▸ **Problem requirements**: In the data below, find the line that contains "filename backend/crates/tg-config/src/tests/mod.rs" and the line that contains "pub(crate) const STRONG_HANDOFF: &str". Copy both, plus every line between them, exactly.

▸ **Provided information**:
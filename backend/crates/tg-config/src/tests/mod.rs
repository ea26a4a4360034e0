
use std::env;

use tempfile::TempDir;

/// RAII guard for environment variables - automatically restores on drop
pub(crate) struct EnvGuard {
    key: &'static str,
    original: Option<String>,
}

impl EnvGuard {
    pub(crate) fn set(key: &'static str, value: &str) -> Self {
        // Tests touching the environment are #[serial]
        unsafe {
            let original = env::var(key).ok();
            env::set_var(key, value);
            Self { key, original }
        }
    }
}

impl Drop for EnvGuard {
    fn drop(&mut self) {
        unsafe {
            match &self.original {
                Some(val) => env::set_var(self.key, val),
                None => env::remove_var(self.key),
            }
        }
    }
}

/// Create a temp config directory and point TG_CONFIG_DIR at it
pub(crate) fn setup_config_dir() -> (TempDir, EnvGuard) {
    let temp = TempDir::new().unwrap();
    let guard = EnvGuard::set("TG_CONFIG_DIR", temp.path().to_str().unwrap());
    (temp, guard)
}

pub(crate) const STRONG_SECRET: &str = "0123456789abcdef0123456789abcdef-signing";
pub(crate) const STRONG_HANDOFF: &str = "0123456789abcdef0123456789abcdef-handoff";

* * *

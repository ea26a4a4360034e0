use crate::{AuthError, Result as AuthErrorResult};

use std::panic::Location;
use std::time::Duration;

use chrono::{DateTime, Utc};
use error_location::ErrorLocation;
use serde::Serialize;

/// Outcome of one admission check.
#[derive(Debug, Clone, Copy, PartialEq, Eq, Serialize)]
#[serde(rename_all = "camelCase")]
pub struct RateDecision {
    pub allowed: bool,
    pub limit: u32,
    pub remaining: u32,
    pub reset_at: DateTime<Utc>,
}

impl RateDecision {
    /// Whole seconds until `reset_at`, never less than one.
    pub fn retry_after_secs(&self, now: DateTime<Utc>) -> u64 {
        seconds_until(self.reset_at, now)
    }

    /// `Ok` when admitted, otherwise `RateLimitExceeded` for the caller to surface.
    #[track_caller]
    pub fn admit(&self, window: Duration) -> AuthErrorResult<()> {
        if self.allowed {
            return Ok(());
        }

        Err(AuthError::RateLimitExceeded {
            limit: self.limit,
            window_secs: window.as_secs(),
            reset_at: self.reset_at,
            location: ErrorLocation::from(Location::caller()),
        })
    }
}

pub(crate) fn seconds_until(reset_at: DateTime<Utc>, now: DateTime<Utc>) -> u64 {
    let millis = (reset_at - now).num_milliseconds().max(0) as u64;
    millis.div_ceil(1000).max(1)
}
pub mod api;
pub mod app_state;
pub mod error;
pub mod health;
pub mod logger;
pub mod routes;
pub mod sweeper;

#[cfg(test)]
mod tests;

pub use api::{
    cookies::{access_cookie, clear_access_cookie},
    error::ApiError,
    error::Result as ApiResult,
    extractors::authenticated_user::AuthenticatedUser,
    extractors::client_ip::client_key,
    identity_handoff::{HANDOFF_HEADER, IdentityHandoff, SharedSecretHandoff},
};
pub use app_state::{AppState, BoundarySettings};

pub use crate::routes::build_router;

▸ **Task output**:
filename backend/crates/tg-config/src/tests/mod.rs
repository ea26a4a4360034e0

use std::env;

use tempfile::TempDir;

/// RAII guard for environment variables - automatically restores on drop
pub(crate) struct EnvGuard {
    key: &'static str,
    original: Option<String>,
}

impl EnvGuard {
    pub(crate) fn set(key: &'static str, value: &str) -> Self {
        // Tests touching the environment are #[serial]
        unsafe {
            let original = env::var(key).ok();
            env::set_var(key, value);
            Self { key, original }
        }
    }
}

impl Drop for EnvGuard {
    fn drop(&mut self) {
        unsafe {
            match &self.original {
                Some(val) => env::set_var(self.key, val),
                None => env::remove_var(self.key),
            }
        }
    }
}

/// Create a temp config directory and point TG_CONFIG_DIR at it
pub(crate) fn setup_config_dir() -> (TempDir, EnvGuard) {
    let temp = TempDir::new().unwrap();
    let guard = EnvGuard::set("TG_CONFIG_DIR", temp.path().to_str().unwrap());
    (temp, guard)
}

pub(crate) const STRONG_SECRET: &str = "0123456789abcdef0123456789abcdef-signing";
pub(crate) const STRONG_HANDOFF: &str = "0123456789abcdef0123456789abcdef-handoff";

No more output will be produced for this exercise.